(Beginning of Input data)

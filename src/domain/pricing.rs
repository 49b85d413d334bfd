//! Print job pricing engine.
//!
//! Turns the raw parameters of a job into a cost breakdown in three stages:
//! time normalization, independent cost components, then aggregation with
//! profit markup followed by VAT. The computation is pure: no rounding, no
//! clock, no shared state. Rounding is left to display code.
//!
//! Inputs are expected to be validated (non-negative) before they get here.
//! Negative values are not clamped; they flow through the arithmetic as is.

use serde::{Deserialize, Serialize};

use super::coerce::{
    currency_or_default, flag_or_false, null_as_default, number_or_zero, spool_weight_or_default,
    string_or_empty, DEFAULT_CURRENCY, DEFAULT_SPOOL_WEIGHT_GRAMS,
};

/// Operating hours per day assumed by the machine amortization model.
pub const AMORTIZATION_HOURS_PER_DAY: f64 = 8.0;

/// Operating days per year assumed by the machine amortization model.
pub const AMORTIZATION_DAYS_PER_YEAR: f64 = 365.0;

/// A free-form extra cost (screws, magnets, packaging...).
#[derive(Debug, Clone, Default, PartialEq, Serialize, Deserialize)]
#[serde(default)]
pub struct OtherCostLine {
    #[serde(deserialize_with = "string_or_empty")]
    pub name: String,
    #[serde(deserialize_with = "number_or_zero")]
    pub price: f64,
}

#[cfg(test)]
impl OtherCostLine {
    pub fn new(name: impl Into<String>, price: f64) -> Self {
        Self {
            name: name.into(),
            price,
        }
    }
}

(End of Input data)

### Brief:
Scan the records for the word "Operating", and copy each line where it is found.

### Solved exercise:
/// Operating hours per day assumed by the machine amortization model.
/// Operating days per year assumed by the machine amortization model.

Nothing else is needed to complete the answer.